Chen Changfen: The Historical Wall, Opening Reception:April 7th 2007 at 6:00

A Note About The Artist

Born in 1941, Chen Changfen became a professional photographer at 18, and six years later, in 1965, photographed the Great Wall of China for the first time. Although he has continually photographed the wall over the last 30 years, the project was most actively pursued after the Cultural Revolution when he needed a restorative project. He decided that the Wall was a creation of beauty, a potential source of national pride, a physical challenge, and the basis of endless aesthetic, philosophical and historical ponderings for an intelligent, talented, and driven man. As Chen read, explored, and continued to photograph the Wall, his pictures evolved in distinct stages.

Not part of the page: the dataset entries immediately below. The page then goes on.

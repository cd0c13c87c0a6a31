//! CORS policy built from configuration
//!
//! Policy evaluation is left to `tower_http::cors`; this module only maps the
//! configured allow-lists onto it. Origin entries may contain a single `*`
//! wildcard, e.g. `https://*` or `https://*.example.com`.

use axum::http::{request::Parts, HeaderName, HeaderValue, Method};
use std::time::Duration;
use tower_http::cors::{AllowHeaders, AllowMethods, AllowOrigin, CorsLayer, ExposeHeaders};

use crate::config::CorsConfig;

const WILDCARD: &str = "*";

/// Build the CORS layer. The configuration must have passed validation.
pub fn cors_layer(config: &CorsConfig) -> CorsLayer {
    CorsLayer::new()
        .allow_origin(allow_origin(&config.allowed_origins))
        .allow_methods(allow_methods(&config.allowed_methods))
        .allow_headers(allow_headers(&config.allowed_headers))
        .expose_headers(expose_headers(&config.exposed_headers))
        .allow_credentials(config.allow_credentials)
        .max_age(Duration::from_secs(config.max_age))
}

/// Origin allow-list entry
#[derive(Debug, Clone, PartialEq, Eq)]
enum OriginPattern {
    Exact(String),
    Wildcard { prefix: String, suffix: String },
}

impl OriginPattern {
    fn parse(pattern: &str) -> Self {
        let pattern = pattern.trim().to_lowercase();
        match pattern.split_once('*') {
            Some((prefix, suffix)) => OriginPattern::Wildcard {
                prefix: prefix.to_string(),
                suffix: suffix.to_string(),
            },
            None => OriginPattern::Exact(pattern),
        }
    }

    fn matches(&self, origin: &str) -> bool {
        match self {
            OriginPattern::Exact(exact) => exact == origin,
            OriginPattern::Wildcard { prefix, suffix } => {
                origin.len() >= prefix.len() + suffix.len()
                    && origin.starts_with(prefix.as_str())
                    && origin.ends_with(suffix.as_str())
            }
        }
    }
}

fn allow_origin(origins: &[String]) -> AllowOrigin {
    if origins.iter().any(|o| o == WILDCARD) {
        return AllowOrigin::any();
    }

    let patterns: Vec<OriginPattern> = origins.iter().map(|o| OriginPattern::parse(o)).collect();
    AllowOrigin::predicate(move |origin: &HeaderValue, _parts: &Parts| {
        origin
            .to_str()
            .map(|origin| {
                let origin = origin.to_lowercase();
                patterns.iter().any(|p| p.matches(&origin))
            })
            .unwrap_or(false)
    })
}

fn allow_methods(methods: &[String]) -> AllowMethods {
    if methods.iter().any(|m| m == WILDCARD) {
        return AllowMethods::any();
    }
    AllowMethods::list(
        methods
            .iter()
            .filter_map(|m| Method::from_bytes(m.to_uppercase().as_bytes()).ok()),
    )
}

fn header_names(headers: &[String]) -> Vec<HeaderName> {
    headers
        .iter()
        .filter_map(|h| HeaderName::from_bytes(h.as_bytes()).ok())
        .collect()
}

fn allow_headers(headers: &[String]) -> AllowHeaders {
    if headers.iter().any(|h| h == WILDCARD) {
        return AllowHeaders::any();
    }
    AllowHeaders::list(header_names(headers))
}

fn expose_headers(headers: &[String]) -> ExposeHeaders {
    if headers.iter().any(|h| h == WILDCARD) {
        return ExposeHeaders::any();
    }
    ExposeHeaders::list(header_names(headers))
}
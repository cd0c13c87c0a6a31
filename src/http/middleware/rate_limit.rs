//! Rate limiting middleware using a sliding window counter
//!
//! Requests are keyed by the resolved client IP. The number of requests in
//! the current fixed window is combined with the previous window, weighted
//! by how much of it still overlaps the sliding window:
//!
//! ```text
//! rate = previous * (window - elapsed) / window + current
//! ```
//!
//! Counters live behind [`LimitCounter`]: Redis when a connection string is
//! configured so that every instance shares one budget, otherwise an
//! in-process map.
//!
//! Responses carry `X-RateLimit-Limit`, `X-RateLimit-Remaining` and
//! `X-RateLimit-Reset`; rejected requests get 429 with `Retry-After`.

use async_trait::async_trait;
use axum::{
    extract::{Request, State},
    http::{HeaderMap, HeaderName, HeaderValue, StatusCode},
    middleware::Next,
    response::{IntoResponse, Response},
};
use dashmap::DashMap;
use redis::aio::ConnectionManager;
use std::{
    sync::Arc,
    time::{Duration, Instant, SystemTime, UNIX_EPOCH},
};
use tokio::time::sleep;
use tracing::{debug, info, warn};
use url::Url;

use crate::config::{parse_counter_store_url, RateLimitConfig};
use crate::http::{
    middleware::{real_ip::ClientIp, request_id::request_id_of},
    responses::ErrorResponse,
};
use crate::types::Result;

const KEY_PREFIX: &str = "gatehouse:ratelimit";

const X_RATELIMIT_LIMIT: HeaderName = HeaderName::from_static("x-ratelimit-limit");
const X_RATELIMIT_REMAINING: HeaderName = HeaderName::from_static("x-ratelimit-remaining");
const X_RATELIMIT_RESET: HeaderName = HeaderName::from_static("x-ratelimit-reset");

/// Request counts for a key in the current and the previous fixed window
#[derive(Debug, Clone, Copy, Default, PartialEq, Eq)]
pub struct WindowCounts {
    pub current: u64,
    pub previous: u64,
}

/// Fixed window a request falls into
#[derive(Debug, Clone, Copy, PartialEq)]
pub struct WindowSlot {
    /// Start of the current window in unix seconds
    pub start: u64,
    pub length: Duration,
    /// Share of the previous window still inside the sliding window, in `[0, 1]`
    pub overlap: f64,
}

/// Result of an admission attempt
#[derive(Debug, Clone, Copy, PartialEq)]
pub struct Acquired {
    pub admitted: bool,
    /// Counts seen before this request was recorded
    pub counts: WindowCounts,
}

/// Keyed counter store backing the limiter
#[async_trait]
pub trait LimitCounter: Send + Sync {
    /// Read the counts for `key`, and record the request only if the sliding
    /// estimate including it stays within `limit`. Both steps are atomic.
    async fn try_acquire(&self, key: &str, slot: WindowSlot, limit: u32) -> Result<Acquired>;

    fn name(&self) -> &'static str;
}

/// Reads both windows, compares and counts in one server-side step.
/// Returns `{admitted, current, previous}` with counts from before the request.
const ACQUIRE_SCRIPT: &str = r#"
local current = tonumber(redis.call('GET', KEYS[1]) or '0')
local previous = tonumber(redis.call('GET', KEYS[2]) or '0')
local overlap = tonumber(ARGV[1])
local limit = tonumber(ARGV[2])
if previous * overlap + current + 1 > limit then
  return {0, current, previous}
end
redis.call('INCR', KEYS[1])
redis.call('EXPIRE', KEYS[1], tonumber(ARGV[3]))
return {1, current, previous}
"#;

/// Counter shared between instances through Redis
pub struct RedisCounter {
    connection: ConnectionManager,
    acquire: redis::Script,
}

impl RedisCounter {
    /// Connect to the store; fails when it cannot be reached
    pub async fn connect(url: &Url) -> Result<Self> {
        let client = redis::Client::open(url.as_str())?;
        let connection = ConnectionManager::new(client).await?;
        Ok(Self {
            connection,
            acquire: redis::Script::new(ACQUIRE_SCRIPT),
        })
    }

    fn key(key: &str, window_start: u64) -> String {
        format!("{}:{}:{}", KEY_PREFIX, key, window_start)
    }
}

#[async_trait]
impl LimitCounter for RedisCounter {
    async fn try_acquire(&self, key: &str, slot: WindowSlot, limit: u32) -> Result<Acquired> {
        let mut connection = self.connection.clone();
        let length = slot.length.as_secs();
        let previous_start = slot.start.saturating_sub(length);
        // Keep the key alive while it can still be the previous window
        let ttl = length * 3;

        let (admitted, current, previous): (i64, u64, u64) = self
            .acquire
            .key(Self::key(key, slot.start))
            .key(Self::key(key, previous_start))
            .arg(slot.overlap)
            .arg(limit)
            .arg(ttl)
            .invoke_async(&mut connection)
            .await?;

        Ok(Acquired {
            admitted: admitted == 1,
            counts: WindowCounts { current, previous },
        })
    }

    fn name(&self) -> &'static str {
        "redis"
    }
}

#[derive(Debug, Clone)]
struct LocalWindow {
    window_start: u64,
    current: u64,
    previous: u64,
    last_access: Instant,
}

impl LocalWindow {
    /// Counts as seen from `window_start`, shifting stale windows out
    fn counts_at(&self, window_start: u64, window: u64) -> WindowCounts {
        if self.window_start == window_start {
            WindowCounts {
                current: self.current,
                previous: self.previous,
            }
        } else if self.window_start + window == window_start {
            WindowCounts {
                current: 0,
                previous: self.current,
            }
        } else {
            WindowCounts::default()
        }
    }

    fn is_stale(&self, threshold: Duration) -> bool {
        Instant::now().duration_since(self.last_access) > threshold
    }
}

/// In-process counter for single instance deployments
#[derive(Default)]
pub struct LocalCounter {
    windows: Arc<DashMap<String, LocalWindow>>,
}

impl LocalCounter {
    pub fn new() -> Self {
        Self::default()
    }

    /// Start a background task to clean up stale entries
    pub fn start_cleanup_task(&self, window: Duration) {
        let windows = self.windows.clone();
        let threshold = window * 2;
        tokio::spawn(async move {
            loop {
                sleep(window.max(Duration::from_secs(1))).await;
                let before = windows.len();
                windows.retain(|_, entry| !entry.is_stale(threshold));
                let removed = before.saturating_sub(windows.len());
                if removed > 0 {
                    debug!("Rate limiter: cleaned up {} stale entries", removed);
                }
            }
        });
    }

    #[cfg(test)]
    fn active_keys(&self) -> usize {
        self.windows.len()
    }
}

#[async_trait]
impl LimitCounter for LocalCounter {
    async fn try_acquire(&self, key: &str, slot: WindowSlot, limit: u32) -> Result<Acquired> {
        let now = Instant::now();
        // The entry guard holds the shard lock across the read and the write
        let mut entry = self
            .windows
            .entry(key.to_string())
            .or_insert_with(|| LocalWindow {
                window_start: slot.start,
                current: 0,
                previous: 0,
                last_access: now,
            });

        let counts = entry.counts_at(slot.start, slot.length.as_secs());
        let admitted = admits(counts, slot.overlap, limit);

        entry.window_start = slot.start;
        entry.current = counts.current + u64::from(admitted);
        entry.previous = counts.previous;
        entry.last_access = now;

        Ok(Acquired { admitted, counts })
    }

    fn name(&self) -> &'static str {
        "local"
    }
}

/// Outcome of a rate limit check
#[derive(Debug, Clone, PartialEq)]
pub struct Decision {
    pub allowed: bool,
    pub limit: u32,
    pub remaining: u32,
    /// Unix time at which the current window ends
    pub reset_at: u64,
    pub retry_after: Duration,
}

impl Decision {
    fn apply_headers(&self, headers: &mut HeaderMap) {
        headers.insert(X_RATELIMIT_LIMIT, HeaderValue::from(self.limit));
        headers.insert(
            X_RATELIMIT_REMAINING,
            HeaderValue::from(self.remaining),
        );
        headers.insert(X_RATELIMIT_RESET, HeaderValue::from(self.reset_at));
        if !self.allowed {
            headers.insert(
                axum::http::header::RETRY_AFTER,
                HeaderValue::from(self.retry_after.as_secs()),
            );
        }
    }
}

/// Sliding window rate limiter
pub struct RateLimiter {
    counter: Arc<dyn LimitCounter>,
    limit: u32,
    window: Duration,
}

impl RateLimiter {
    pub fn new(counter: Arc<dyn LimitCounter>, limit: u32, window: Duration) -> Self {
        Self {
            counter,
            limit,
            window: window.max(Duration::from_secs(1)),
        }
    }

    /// Build the limiter described by the configuration, if limiting is on.
    ///
    /// A configured counter store must parse and be reachable.
    pub async fn from_config(config: &RateLimitConfig) -> Result<Option<Arc<Self>>> {
        if !config.is_active() {
            return Ok(None);
        }

        let counter: Arc<dyn LimitCounter> = match config.redis_url.as_deref() {
            Some(raw) if !raw.is_empty() => {
                let url = parse_counter_store_url(raw)?;
                info!(
                    host = url.host_str().unwrap_or_default(),
                    port = url.port(),
                    "Connecting to rate limit counter store"
                );
                Arc::new(RedisCounter::connect(&url).await?)
            }
            _ => {
                let counter = LocalCounter::new();
                counter.start_cleanup_task(config.window());
                Arc::new(counter)
            }
        };

        info!(
            backend = counter.name(),
            requests = config.requests,
            window_secs = config.window,
            "Rate limiter initialized"
        );

        Ok(Some(Arc::new(Self::new(
            counter,
            config.requests,
            config.window(),
        ))))
    }

    /// Check and, when admitted, count a request for `key`
    pub async fn check(&self, key: &str) -> Result<Decision> {
        let now = SystemTime::now()
            .duration_since(UNIX_EPOCH)
            .unwrap_or_default();
        self.check_at(key, now).await
    }

    async fn check_at(&self, key: &str, now: Duration) -> Result<Decision> {
        let window_secs = self.window.as_secs();
        let now_secs = now.as_secs();
        let window_start = now_secs - now_secs % window_secs;
        let reset_at = window_start + window_secs;

        let slot = WindowSlot {
            start: window_start,
            length: self.window,
            overlap: overlap(now.as_secs_f64() - window_start as f64, window_secs as f64),
        };
        let acquired = self.counter.try_acquire(key, slot, self.limit).await?;

        if !acquired.admitted {
            return Ok(Decision {
                allowed: false,
                limit: self.limit,
                remaining: 0,
                reset_at,
                retry_after: Duration::from_secs(reset_at.saturating_sub(now_secs).max(1)),
            });
        }

        let rate = estimate_rate(acquired.counts, slot.overlap);
        Ok(Decision {
            allowed: true,
            limit: self.limit,
            remaining: (self.limit as f64 - rate - 1.0).max(0.0).floor() as u32,
            reset_at,
            retry_after: Duration::ZERO,
        })
    }
}

fn overlap(elapsed: f64, window: f64) -> f64 {
    ((window - elapsed) / window).clamp(0.0, 1.0)
}

fn estimate_rate(counts: WindowCounts, overlap: f64) -> f64 {
    counts.previous as f64 * overlap + counts.current as f64
}

/// Whether one more request keeps the sliding estimate within `limit`
fn admits(counts: WindowCounts, overlap: f64, limit: u32) -> bool {
    estimate_rate(counts, overlap) + 1.0 <= limit as f64
}

/// Axum middleware for rate limiting
pub async fn rate_limit_middleware(
    State(limiter): State<Arc<RateLimiter>>,
    request: Request,
    next: Next,
) -> Response {
    let client_ip = match request.extensions().get::<ClientIp>() {
        Some(ClientIp(ip)) => *ip,
        None => {
            warn!("Could not determine client IP address for rate limiting");
            return next.run(request).await;
        }
    };

    match limiter.check(&client_ip.to_string()).await {
        Ok(decision) if decision.allowed => {
            let mut response = next.run(request).await;
            decision.apply_headers(response.headers_mut());
            response
        }
        Ok(decision) => {
            warn!(
                client_ip = %client_ip,
                uri = %request.uri(),
                method = %request.method(),
                retry_after_secs = decision.retry_after.as_secs(),
                "Request rate limited"
            );
            crate::metrics::record_rate_limited();

            let mut response =
                ErrorResponse::from_status(StatusCode::TOO_MANY_REQUESTS, request_id_of(&request))
                    .into_response();
            decision.apply_headers(response.headers_mut());
            response
        }
        Err(e) => {
            warn!(
                error = %e,
                client_ip = %client_ip,
                "Rate limit counter unavailable, admitting request"
            );
            next.run(request).await
        }
    }
}
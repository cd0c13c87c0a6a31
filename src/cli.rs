use clap::{Args, Parser, Subcommand, ValueEnum};
use std::path::PathBuf;
use tokio::signal;
use tracing::{error, info, instrument, warn};

use crate::config::SystemConfig;
use crate::types::Result;

#[derive(Parser)]
#[command(name = "gatehouse")]
#[command(about = "A minimal HTTP service bootstrap")]
#[command(long_about = "
A single-binary HTTP service exposing a build tag and a health check behind
a standard middleware stack: request ids, panic recovery, CORS, cache
suppression, timeouts and optional rate limiting.
")]
#[command(version)]
pub struct Cli {
    #[command(subcommand)]
    pub command: Option<Commands>,

    /// Configuration file path; built-in defaults apply when omitted
    #[arg(short, long)]
    pub config: Option<PathBuf>,

    /// Override log level
    #[arg(long, value_enum)]
    pub log_level: Option<LogLevel>,

    /// Enable verbose output (sets log level to debug)
    #[arg(short, long)]
    pub verbose: bool,

    /// Run in quiet mode (minimal output)
    #[arg(short, long, conflicts_with = "verbose")]
    pub quiet: bool,
}

#[derive(ValueEnum, Clone, Debug, PartialEq, Eq)]
pub enum LogLevel {
    Trace,
    Debug,
    Info,
    Warn,
    Error,
}

#[derive(ValueEnum, Clone, Debug, PartialEq, Eq)]
pub enum LogFormat {
    Json,
    Pretty,
}

#[derive(Subcommand, Clone, Debug)]
pub enum Commands {
    /// Run the HTTP server (default if no subcommand given)
    Run(RunArgs),
    /// Validate the configuration file
    Validate,
    /// Show detailed version and build information
    Version,
}

#[derive(Args, Clone, Debug, Default)]
pub struct RunArgs {
    /// Override listen port
    #[arg(long)]
    pub port: Option<u16>,

    /// Override bind host (e.g. "127.0.0.1")
    #[arg(long)]
    pub bind: Option<String>,

    /// Set log format
    #[arg(long)]
    pub log_format: Option<LogFormat>,
}

impl Cli {
    /// Get effective log level considering verbose/quiet flags
    pub fn effective_log_level(&self) -> LogLevel {
        if self.verbose {
            LogLevel::Debug
        } else if self.quiet {
            LogLevel::Error
        } else {
            self.log_level.clone().unwrap_or(LogLevel::Info)
        }
    }

    /// Convert LogLevel enum to string for logging module
    pub fn log_level_to_str(&self) -> &'static str {
        match self.effective_log_level() {
            LogLevel::Trace => crate::logging::level::TRACE,
            LogLevel::Debug => crate::logging::level::DEBUG,
            LogLevel::Info => crate::logging::level::INFO,
            LogLevel::Warn => crate::logging::level::WARN,
            LogLevel::Error => crate::logging::level::ERROR,
        }
    }

    /// Log level requested on the command line, if any
    pub fn log_level_override(&self) -> Option<&'static str> {
        if self.log_level.is_some() || self.verbose || self.quiet {
            Some(self.log_level_to_str())
        } else {
            None
        }
    }

    /// Get log format override from CLI arguments
    pub fn log_format_override(&self) -> Option<&'static str> {
        match &self.command {
            Some(Commands::Run(args)) => args.log_format.as_ref().map(|fmt| match fmt {
                LogFormat::Json => crate::logging::format::JSON,
                LogFormat::Pretty => crate::logging::format::PRETTY,
            }),
            _ => None,
        }
    }

    fn config_source(&self) -> String {
        self.config
            .as_ref()
            .map(|path| path.display().to_string())
            .unwrap_or_else(|| "<defaults>".to_string())
    }
}

/// Apply `run` flags on top of the loaded configuration
pub fn apply_overrides(mut config: SystemConfig, args: &RunArgs) -> SystemConfig {
    if let Some(port) = args.port {
        config.server.port = port;
    }
    if let Some(bind) = &args.bind {
        config.server.host = bind.clone();
    }
    if let Some(format) = &args.log_format {
        config.logging.format = match format {
            LogFormat::Json => crate::logging::format::JSON,
            LogFormat::Pretty => crate::logging::format::PRETTY,
        }
        .to_string();
    }
    config
}

/// Run the HTTP server
#[instrument(skip(cli, args, system_config))]
pub async fn run_server(
    cli: Cli,
    args: RunArgs,
    system_config: Option<SystemConfig>,
) -> Result<()> {
    let system_config = match system_config {
        Some(config) => config,
        None => {
            info!("Loading system configuration...");
            SystemConfig::load_or_default(cli.config.as_ref())?
        }
    };

    let system_config = apply_overrides(system_config, &args);
    system_config.validate()?;

    info!(
        config = %cli.config_source(),
        listen = %system_config.server.listen_address(),
        "Configuration loaded successfully"
    );

    let shutdown_signal = setup_shutdown_signal();
    crate::http::start_server(system_config, shutdown_signal).await
}

/// Validate the configuration file
#[instrument(skip(cli, system_config))]
pub async fn validate_config(cli: Cli, system_config: Option<SystemConfig>) -> Result<()> {
    info!("Validating configuration...");

    let config = match system_config {
        Some(config) => config,
        None => SystemConfig::load_or_default(cli.config.as_ref()).map_err(|e| {
            error!(
                config = %cli.config_source(),
                error = %e,
                "Failed to load configuration"
            );
            e
        })?,
    };

    match config.validate() {
        Ok(()) => {
            info!(
                config = %cli.config_source(),
                listen = %config.server.listen_address(),
                rate_limiting = config.rate_limit.is_active(),
                "Configuration is valid"
            );
            Ok(())
        }
        Err(e) => {
            error!(
                config = %cli.config_source(),
                error = %e,
                "Configuration validation failed"
            );
            Err(e)
        }
    }
}

/// Show version and build information
#[instrument]
pub async fn show_version() -> Result<()> {
    println!("Gatehouse {}", crate::version::build_tag());
    println!("Description: {}", env!("CARGO_PKG_DESCRIPTION"));
    println!("License: {}", env!("CARGO_PKG_LICENSE"));
    println!();

    println!("Build Information:");
    println!("  Version: {}", crate::build::PKG_VERSION);
    println!("  Commit: {}", crate::build::COMMIT_HASH);
    println!("  Branch: {}", crate::build::BRANCH);
    println!("  Build Time: {}", crate::build::BUILD_TIME);
    println!("  Rust Version: {}", crate::build::RUST_VERSION);
    println!(
        "  Build Profile: {}",
        if cfg!(debug_assertions) {
            "debug"
        } else {
            "release"
        }
    );
    println!();

    println!("Runtime Information:");
    println!("  Platform: {}", std::env::consts::OS);
    println!("  Architecture: {}", std::env::consts::ARCH);

    Ok(())
}

/// Resolve on Ctrl+C, or SIGTERM on Unix
pub async fn setup_shutdown_signal() {
    let ctrl_c = async {
        if let Err(e) = signal::ctrl_c().await {
            warn!(error = %e, "Failed to listen for Ctrl+C");
            std::future::pending::<()>().await;
        }
    };

    #[cfg(unix)]
    let terminate = async {
        match signal::unix::signal(signal::unix::SignalKind::terminate()) {
            Ok(mut sigterm) => {
                sigterm.recv().await;
            }
            Err(e) => {
                warn!(error = %e, "Failed to install SIGTERM handler");
                std::future::pending::<()>().await;
            }
        }
    };

    #[cfg(not(unix))]
    let terminate = std::future::pending::<()>();

    tokio::select! {
        _ = ctrl_c => {
            info!("Received Ctrl+C");
        },
        _ = terminate => {
            info!("Received SIGTERM");
        },
    }
}

#[cfg(test)]
mod tests {
    use super::*;

    #[test]
    fn test_default_command_and_flags() {
        let cli = Cli::try_parse_from(["gatehouse"]).unwrap();
        assert!(cli.command.is_none());
        assert!(cli.config.is_none());
        assert_eq!(cli.effective_log_level(), LogLevel::Info);
        assert_eq!(cli.log_level_override(), None);
    }

    #[test]
    fn test_run_args() {
        let cli = Cli::try_parse_from([
            "gatehouse",
            "--config",
            "/tmp/gatehouse.toml",
            "run",
            "--port",
            "9090",
            "--bind",
            "127.0.0.1",
            "--log-format",
            "json",
        ])
        .unwrap();

        assert_eq!(cli.config, Some(PathBuf::from("/tmp/gatehouse.toml")));
        assert_eq!(cli.log_format_override(), Some("json"));
        match cli.command {
            Some(Commands::Run(args)) => {
                assert_eq!(args.port, Some(9090));
                assert_eq!(args.bind.as_deref(), Some("127.0.0.1"));
            }
            other => panic!("unexpected command: {:?}", other),
        }
    }

    #[test]
    fn test_invalid_port_rejected() {
        assert!(Cli::try_parse_from(["gatehouse", "run", "--port", "70000"]).is_err());
    }

    #[test]
    fn test_verbose_and_quiet() {
        let cli = Cli::try_parse_from(["gatehouse", "-v"]).unwrap();
        assert_eq!(cli.log_level_override(), Some("debug"));

        let cli = Cli::try_parse_from(["gatehouse", "-q"]).unwrap();
        assert_eq!(cli.log_level_override(), Some("error"));

        assert!(Cli::try_parse_from(["gatehouse", "-v", "-q"]).is_err());
    }

    #[test]
    fn test_explicit_log_level() {
        let cli = Cli::try_parse_from(["gatehouse", "--log-level", "warn", "validate"]).unwrap();
        assert_eq!(cli.log_level_override(), Some("warn"));
        assert!(matches!(cli.command, Some(Commands::Validate)));
    }

    #[test]
    fn test_apply_overrides() {
        let args = RunArgs {
            port: Some(9000),
            bind: Some("::1".to_string()),
            log_format: Some(LogFormat::Json),
        };
        let config = apply_overrides(SystemConfig::default(), &args);

        assert_eq!(config.server.port, 9000);
        assert_eq!(config.server.host, "::1");
        assert_eq!(config.server.listen_address(), "[::1]:9000");
        assert_eq!(config.logging.format, "json");
    }

    #[test]
    fn test_apply_no_overrides() {
        let defaults = SystemConfig::default();
        let config = apply_overrides(defaults.clone(), &RunArgs::default());
        assert_eq!(config.server.port, defaults.server.port);
        assert_eq!(config.server.host, defaults.server.host);
    }

    #[tokio::test]
    async fn test_validate_config_from_file() {
        use std::io::Write as _;

        let mut file = tempfile::NamedTempFile::new().unwrap();
        writeln!(file, "[server]\nport = 0").unwrap();
        let cli = Cli::try_parse_from([
            "gatehouse",
            "--config",
            file.path().to_str().unwrap(),
            "validate",
        ])
        .unwrap();

        assert!(validate_config(cli, None).await.is_err());
    }
}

At a time when China is rapidly entering the global community and China´s cities are abandoning traditional architecture and neighborhoods to build glass and steel, international style skyscrapers, Chen Changfen is making art deeply rooted in traditional values. Chen´s images are informed by years of walking the Wall in all seasons and conditions of light and weather. At 65, he scrambles upright and surefooted along the often dangerously deteriorated Wall. He has returned to some sections of the Wall over 100 times, not always to photograph. This is what he calls “keeping the placid mood,” which is essential for his work. This solitary and contemplative approach yields different images than one would make while walking the streets of densely populated, quickly changing cities. Given the rapid changes in China, his respect for the Wall and his contemplative photographs are out of sync with art by other, internationally embraced, contemporary Chinese artists, whose works are more experimental, idiosyncratic, and purposefully subversive of the status quo. Younger artists have been more inclined to question the Wall as a worthy symbol of modern China. In Chinese contemporary art since the 1980s the meaning of the Wall has evolved relative to each artist´s embrace or rejection of prior perceptions and Chen´s imbuing the pictures with meanings based on traditional Chinese philosophies is in sharp contrast to those who see the Wall as a manifestation of the Chinese conservatism that blocked China from the outside world in the past and remains as a symbol of that conservatism today.

Besides his intention to honor the wall as a great accomplishment of engineering and the human spirit, other traditional values that have been important to Chen are the philosophical religion Taoism and the aesthetic tradition of Chinese painting.

By choosing his viewpoint, he makes the Wall look whole or reduced to rubble. Sometimes it dominates the picture; other times one must carefully scan the landscape to find its traces. When using color film, Chen relishes the orange glow from late afternoon light that sets the stone and bricks afire. In other images, he draws more attention to the trees that now grow mid wall and densely along its sides. He uses light to emphasize the Wall or shadows to obscure it, depending on the components or relationships he wishes to reveal. The more one reads about the wall and experiences it personally, the more one understands the depth of perceptions embedded in each picture and how much knowledge can be perceived through his vision beyond the sheer aesthetic pleasures offered.